■ **WHAT YOU WILL DO**: Restate all the data word for word, leaving nothing out.

■ **DATA EXCERPTS**:

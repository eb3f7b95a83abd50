//! The 9×9 grid of cells and their adjacency.
//!
//! Purely structural: cells know which orthogonal neighbors they can still
//! step to and who stands on them. Legality lives in [`crate::game`].

use serde::Serialize;
use thiserror::Error;

use crate::{Coord, Orientation, Player, BOARD_SIZE};

/// Lookup of a coordinate that is not on the board.
#[derive(Debug, Clone, Copy, PartialEq, Eq, Error)]
pub enum BoardError {
    #[error("coordinate {0} is off the board")]
    OutOfBounds(Coord),
}

/// A single square.
#[derive(Clone, Debug, PartialEq, Eq, Serialize)]
pub struct Cell {
    coord: Coord,
    neighbors: Vec<Coord>,
    occupant: Option<Player>,
    horizontal_fences: Vec<Coord>,
    vertical_fences: Vec<Coord>,
}

impl Cell {
    fn new(coord: Coord) -> Cell {
        Cell {
            coord,
            neighbors: coord.orthogonal().collect(),
            occupant: None,
            horizontal_fences: Vec::new(),
            vertical_fences: Vec::new(),
        }
    }

    #[inline]
    pub fn coord(&self) -> Coord {
        self.coord
    }

    /// Cells reachable by one unblocked orthogonal step.
    #[inline]
    pub fn neighbors(&self) -> &[Coord] {
        &self.neighbors
    }

    #[inline]
    pub fn occupant(&self) -> Option<Player> {
        self.occupant
    }

    /// Cells cut off from this one by horizontal fences.
    #[inline]
    pub fn horizontal_fences(&self) -> &[Coord] {
        &self.horizontal_fences
    }

    /// Cells cut off from this one by vertical fences.
    #[inline]
    pub fn vertical_fences(&self) -> &[Coord] {
        &self.vertical_fences
    }

    #[inline]
    pub fn is_open_to(&self, other: Coord) -> bool {
        self.neighbors.contains(&other)
    }
}

/// All 81 cells, stored row-major.
#[derive(Clone, Debug, PartialEq, Eq)]
pub struct Board {
    cells: Vec<Cell>,
}

impl Board {
    /// A board with full adjacency and no pawns.
    pub fn new() -> Board {
        Board {
            cells: Coord::all().map(Cell::new).collect(),
        }
    }

    #[inline]
    fn index(coord: Coord) -> Result<usize, BoardError> {
        if coord.on_board() {
            Ok((coord.y * BOARD_SIZE + coord.x) as usize)
        } else {
            Err(BoardError::OutOfBounds(coord))
        }
    }

    /// Get the cell at a coordinate.
    pub fn cell_at(&self, coord: Coord) -> Result<&Cell, BoardError> {
        Self::index(coord).map(|i| &self.cells[i])
    }

    fn cell_at_mut(&mut self, coord: Coord) -> Result<&mut Cell, BoardError> {
        let i = Self::index(coord)?;
        Ok(&mut self.cells[i])
    }

    /// Set or clear the pawn on a cell.
    /// Does NOT check that the player stands nowhere else.
    pub fn set_occupant(&mut self, coord: Coord, occupant: Option<Player>) -> Result<(), BoardError> {
        self.cell_at_mut(coord)?.occupant = occupant;
        Ok(())
    }

    /// Cut `blocked` out of the cell's neighbors and record the fence.
    ///
    /// Removing a neighbor that is already gone is not an error.
    pub fn apply_fence(
        &mut self,
        coord: Coord,
        orientation: Orientation,
        blocked: Coord,
    ) -> Result<(), BoardError> {
        let cell = self.cell_at_mut(coord)?;
        cell.neighbors.retain(|&c| c != blocked);
        match orientation {
            Orientation::Horizontal => cell.horizontal_fences.push(blocked),
            Orientation::Vertical => cell.vertical_fences.push(blocked),
        }
        Ok(())
    }

    /// Whether a pawn on `from` may step straight onto `to`.
    /// Off-board coordinates are never open.
    pub fn is_open(&self, from: Coord, to: Coord) -> bool {
        self.cell_at(from).map(|c| c.is_open_to(to)).unwrap_or(false)
    }

    pub fn cells(&self) -> impl Iterator<Item = &Cell> {
        self.cells.iter()
    }
}

impl Default for Board {
    fn default() -> Self {
        Self::new()
    }
}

■ **SOLUTION TO THE EXERCISE**:
repository eb3f7b95a83abd50
//! The 9×9 grid of cells and their adjacency.
//!
//! Purely structural: cells know which orthogonal neighbors they can still
//! step to and who stands on them. Legality lives in [`crate::game`].

use serde::Serialize;
use thiserror::Error;

use crate::{Coord, Orientation, Player, BOARD_SIZE};

/// Lookup of a coordinate that is not on the board.
#[derive(Debug, Clone, Copy, PartialEq, Eq, Error)]
pub enum BoardError {
    #[error("coordinate {0} is off the board")]
    OutOfBounds(Coord),
}

/// A single square.
#[derive(Clone, Debug, PartialEq, Eq, Serialize)]
pub struct Cell {
    coord: Coord,
    neighbors: Vec<Coord>,
    occupant: Option<Player>,
    horizontal_fences: Vec<Coord>,
    vertical_fences: Vec<Coord>,
}

impl Cell {
    fn new(coord: Coord) -> Cell {
        Cell {
            coord,
            neighbors: coord.orthogonal().collect(),
            occupant: None,
            horizontal_fences: Vec::new(),
            vertical_fences: Vec::new(),
        }
    }

    #[inline]
    pub fn coord(&self) -> Coord {
        self.coord
    }

    /// Cells reachable by one unblocked orthogonal step.
    #[inline]
    pub fn neighbors(&self) -> &[Coord] {
        &self.neighbors
    }

    #[inline]
    pub fn occupant(&self) -> Option<Player> {
        self.occupant
    }

    /// Cells cut off from this one by horizontal fences.
    #[inline]
    pub fn horizontal_fences(&self) -> &[Coord] {
        &self.horizontal_fences
    }

    /// Cells cut off from this one by vertical fences.
    #[inline]
    pub fn vertical_fences(&self) -> &[Coord] {
        &self.vertical_fences
    }

    #[inline]
    pub fn is_open_to(&self, other: Coord) -> bool {
        self.neighbors.contains(&other)
    }
}

/// All 81 cells, stored row-major.
#[derive(Clone, Debug, PartialEq, Eq)]
pub struct Board {
    cells: Vec<Cell>,
}

impl Board {
    /// A board with full adjacency and no pawns.
    pub fn new() -> Board {
        Board {
            cells: Coord::all().map(Cell::new).collect(),
        }
    }

    #[inline]
    fn index(coord: Coord) -> Result<usize, BoardError> {
        if coord.on_board() {
            Ok((coord.y * BOARD_SIZE + coord.x) as usize)
        } else {
            Err(BoardError::OutOfBounds(coord))
        }
    }

    /// Get the cell at a coordinate.
    pub fn cell_at(&self, coord: Coord) -> Result<&Cell, BoardError> {
        Self::index(coord).map(|i| &self.cells[i])
    }

    fn cell_at_mut(&mut self, coord: Coord) -> Result<&mut Cell, BoardError> {
        let i = Self::index(coord)?;
        Ok(&mut self.cells[i])
    }

    /// Set or clear the pawn on a cell.
    /// Does NOT check that the player stands nowhere else.
    pub fn set_occupant(&mut self, coord: Coord, occupant: Option<Player>) -> Result<(), BoardError> {
        self.cell_at_mut(coord)?.occupant = occupant;
        Ok(())
    }

    /// Cut `blocked` out of the cell's neighbors and record the fence.
    ///
    /// Removing a neighbor that is already gone is not an error.
    pub fn apply_fence(
        &mut self,
        coord: Coord,
        orientation: Orientation,
        blocked: Coord,
    ) -> Result<(), BoardError> {
        let cell = self.cell_at_mut(coord)?;
        cell.neighbors.retain(|&c| c != blocked);
        match orientation {
            Orientation::Horizontal => cell.horizontal_fences.push(blocked),
            Orientation::Vertical => cell.vertical_fences.push(blocked),
        }
        Ok(())
    }

    /// Whether a pawn on `from` may step straight onto `to`.
    /// Off-board coordinates are never open.
    pub fn is_open(&self, from: Coord, to: Coord) -> bool {
        self.cell_at(from).map(|c| c.is_open_to(to)).unwrap_or(false)
    }

    pub fn cells(&self) -> impl Iterator<Item = &Cell> {
        self.cells.iter()
    }
}

impl Default for Board {
    fn default() -> Self {
        Self::new()
    }
}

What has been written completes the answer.